What President Trump encountered was a Civil Service that was implacably opposed to him and his policies. The handful of Schedule C employees was overwhelmed by the internal opposition in the agencies. On October 26, 2020, President Trump created Schedule F to the excepted category.
- substantive participation in the advocacy for, development, or formulation of policy, especially development or drafting of regulations and guidance
- substantive policy-related work in an agency or component that primarily focuses on policy
- the supervision of attorneys
- substantial discretion to determine the manner in which the agency exercises functions committed to it by law
- working with non-public policy proposals or deliberations generally covered by deliberative process privilege, and either:
- directly reporting to or regularly working with an individual appointed by either the President or an agency head paid at the GS-13 level or higher, or
- working in the executive secretariat of the agency or component
- conducting certain collective bargaining negotiations on the agency’s behalf
This would entail the reclassification of tens of thousands of employees as Schedule F, meaning they would be, for all intents and purposes, “at will” employees. Personally, I think this is a great move. It has no downside whatsoever for Republicans because the worst a Democrat administration can do is fill those positions with people like those who already hold them.
Gutting the Intelligence Community and Department of Justice.
There is no doubt that the Intelligence Community, the Department of Justice, and the FBI declared war on President Trump. There was not only the obscene Russia Hoax but also the joint effort that resulted in President Trump’s first impeachment on the most flimsy and transparently partisan grounds. Likewise, when Hunter Biden’s laptop surfaced during the campaign, the Intelligence Community wasted no time declaring it a Russian fake.
As we and a federal grand jury (see Jonathan Turley and Former U.S. Atty Raise Questions About ‘Critical Stage’ of Hunter Biden Case) now know, the laptop is completely legitimate.
According to Swann, the Trump team has identified high-priority targets for cleansing.

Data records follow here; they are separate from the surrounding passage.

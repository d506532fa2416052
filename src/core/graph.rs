//! Graph model - nodes, edges, and structural validation

use crate::error::{ValidationError, ValidationErrorKind};
use anyhow::{Context, Result};
use serde::{Deserialize, Serialize};
use std::collections::{BTreeMap, HashMap, HashSet};
use std::path::Path;

/// Node parameters, as supplied by the editor
pub type Parameters = BTreeMap<String, serde_json::Value>;

/// Pipeline graph - an immutable snapshot once a run starts
#[derive(Debug, Clone, Default, PartialEq, Serialize, Deserialize)]
pub struct Graph {
    #[serde(default)]
    pub nodes: Vec<Node>,
    #[serde(default)]
    pub edges: Vec<Edge>,
}

#[derive(Debug, Clone, PartialEq, Serialize, Deserialize)]
pub struct Node {
    pub id: String,
    pub kind: String,
    #[serde(default)]
    pub parameters: Parameters,
}

/// Connection from one node's output port to another node's input port
#[derive(Debug, Clone, PartialEq, Eq, Serialize, Deserialize)]
pub struct Edge {
    pub id: String,
    pub source: String,
    pub source_port: String,
    pub target: String,
    pub target_port: String,
}

impl Node {
    pub fn new(id: impl Into<String>, kind: impl Into<String>) -> Self {
        Self {
            id: id.into(),
            kind: kind.into(),
            parameters: Parameters::new(),
        }
    }

    /// Set a parameter
    pub fn with_param(mut self, name: impl Into<String>, value: serde_json::Value) -> Self {
        self.parameters.insert(name.into(), value);
        self
    }
}

impl Edge {
    pub fn new(
        id: impl Into<String>,
        source: impl Into<String>,
        source_port: impl Into<String>,
        target: impl Into<String>,
        target_port: impl Into<String>,
    ) -> Self {
        Self {
            id: id.into(),
            source: source.into(),
            source_port: source_port.into(),
            target: target.into(),
            target_port: target_port.into(),
        }
    }
}

impl Graph {
    pub fn new(nodes: Vec<Node>, edges: Vec<Edge>) -> Self {
        Self { nodes, edges }
    }

    /// Load graph from a YAML or JSON file (picked by extension)
    pub fn from_file(path: &Path) -> Result<Self> {
        let content = std::fs::read_to_string(path)
            .with_context(|| format!("failed to read graph file {}", path.display()))?;

        let is_json = path
            .extension()
            .and_then(|ext| ext.to_str())
            .map(|ext| ext.eq_ignore_ascii_case("json"))
            .unwrap_or(false);

        let graph = if is_json {
            Self::from_json_str(&content)
        } else {
            Self::from_yaml_str(&content)
        };
        graph.with_context(|| format!("failed to parse graph file {}", path.display()))
    }

    pub fn from_yaml_str(content: &str) -> Result<Self> {
        Ok(serde_yaml::from_str(content)?)
    }

    pub fn from_json_str(content: &str) -> Result<Self> {
        Ok(serde_json::from_str(content)?)
    }

    /// Get node by ID
    pub fn node(&self, node_id: &str) -> Option<&Node> {
        self.nodes.iter().find(|n| n.id == node_id)
    }

    /// Edges ending at the given node
    pub fn incoming<'a>(&'a self, node_id: &'a str) -> impl Iterator<Item = &'a Edge> + 'a {
        self.edges.iter().filter(move |e| e.target == node_id)
    }

    /// Edges starting at the given node
    pub fn outgoing<'a>(&'a self, node_id: &'a str) -> impl Iterator<Item = &'a Edge> + 'a {
        self.edges.iter().filter(move |e| e.source == node_id)
    }

    /// Check the graph's shape. Reports every violation found, in graph order.
    pub fn validate(&self) -> std::result::Result<(), Vec<ValidationError>> {
        let mut errors = Vec::new();

        let mut node_ids: HashSet<&str> = HashSet::new();
        for node in &self.nodes {
            if !node_ids.insert(node.id.as_str()) {
                errors.push(ValidationError::duplicate_id(
                    format!("nodes.{}", node.id),
                    &node.id,
                ));
            }
        }

        let mut edge_ids: HashSet<&str> = HashSet::new();
        // (target node, target port) -> first edge feeding it
        let mut port_sources: HashMap<(&str, &str), &str> = HashMap::new();

        for edge in &self.edges {
            let location = format!("edges.{}", edge.id);

            if !edge_ids.insert(edge.id.as_str()) {
                errors.push(ValidationError::duplicate_id(&location, &edge.id));
            }
            if !node_ids.contains(edge.source.as_str()) {
                errors.push(ValidationError::invalid_reference(&location, &edge.source));
            }
            if !node_ids.contains(edge.target.as_str()) {
                errors.push(ValidationError::invalid_reference(&location, &edge.target));
            }
            if edge.source == edge.target {
                errors.push(ValidationError::new(
                    ValidationErrorKind::SelfLoop,
                    &location,
                    format!("node '{}' is connected to itself", edge.source),
                ));
            }

            let key = (edge.target.as_str(), edge.target_port.as_str());
            if let Some(first) = port_sources.get(&key) {
                errors.push(ValidationError::new(
                    ValidationErrorKind::MultipleSources,
                    &location,
                    format!(
                        "port '{}.{}' is already fed by edge '{}'",
                        edge.target, edge.target_port, first
                    ),
                ));
            } else {
                port_sources.insert(key, edge.id.as_str());
            }
        }

        if errors.is_empty() {
            Ok(())
        } else {
            Err(errors)
        }
    }
}
//! Scheduler - topological ordering of the pipeline DAG

use super::graph::{Graph, Node};
use crate::error::EngineError;
use std::collections::{HashMap, VecDeque};

/// Stateless scheduler over a validated graph
pub struct Scheduler;

impl Scheduler {
    /// Compute an execution order with Kahn's algorithm.
    ///
    /// Ties are broken by graph insertion order, so the same graph always
    /// yields the same order. Fails with `EngineError::Cycle` listing the
    /// nodes that could not be ordered; never returns a partial order.
    pub fn order(graph: &Graph) -> Result<Vec<&Node>, EngineError> {
        let position: HashMap<&str, usize> = graph
            .nodes
            .iter()
            .enumerate()
            .map(|(i, node)| (node.id.as_str(), i))
            .collect();

        let mut in_degree = vec![0usize; graph.nodes.len()];
        let mut successors: Vec<Vec<usize>> = vec![Vec::new(); graph.nodes.len()];

        for edge in &graph.edges {
            let (Some(&from), Some(&to)) = (
                position.get(edge.source.as_str()),
                position.get(edge.target.as_str()),
            ) else {
                // Dangling edges are rejected by Graph::validate
                continue;
            };
            in_degree[to] += 1;
            successors[from].push(to);
        }

        let mut queue: VecDeque<usize> = in_degree
            .iter()
            .enumerate()
            .filter(|(_, degree)| **degree == 0)
            .map(|(i, _)| i)
            .collect();

        let mut sorted = Vec::with_capacity(graph.nodes.len());

        while let Some(index) = queue.pop_front() {
            sorted.push(&graph.nodes[index]);

            for &next in &successors[index] {
                in_degree[next] -= 1;
                if in_degree[next] == 0 {
                    queue.push_back(next);
                }
            }
        }

        if sorted.len() < graph.nodes.len() {
            let nodes: Vec<String> = in_degree
                .iter()
                .enumerate()
                .filter(|(_, degree)| **degree > 0)
                .map(|(i, _)| graph.nodes[i].id.clone())
                .collect();
            log::warn!("Cycle detected among nodes: {}", nodes.join(", "));
            return Err(EngineError::Cycle { nodes });
        }

        Ok(sorted)
    }

    /// Convenience wrapper returning node IDs
    pub fn order_ids(graph: &Graph) -> Result<Vec<String>, EngineError> {
        Ok(Self::order(graph)?
            .into_iter()
            .map(|node| node.id.clone())
            .collect())
    }
}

Sources close to the former president said that he will — as a matter of top priority — go after the national security apparatus, “clean house” in the intelligence community and the State Department, target the “woke generals” at the Defense Department, and remove the top layers of the Justice Department and FBI.
Final thoughts.
This plan, aggressively executed, would be the best thing that’s happened to the nation since, at least, the election of Ronald Reagan. It would prevent the fifth column of activist Democrats inside the federal bureaucracy from carrying out the guerilla war against Republican administrations and return a large measure of control of the government to elected representatives. It is clear that the Intelligence Community, the Department of Justice, and the FBI are nothing more than Democrat stormtroopers. If a Republican president can’t bring them to heel, he’s doomed.
I do hope that President Trump looks at Joe Biden and decides not to run. I fear the behaviors that marred his first term are too much of his persona to change. He can do more to help his own movement by passing the torch than by running. If he does run and is elected, he has a plan to do what he was never able to do while in office. If he doesn’t run, he has left his successor a blueprint for action, and we should demand they promise to carry it out.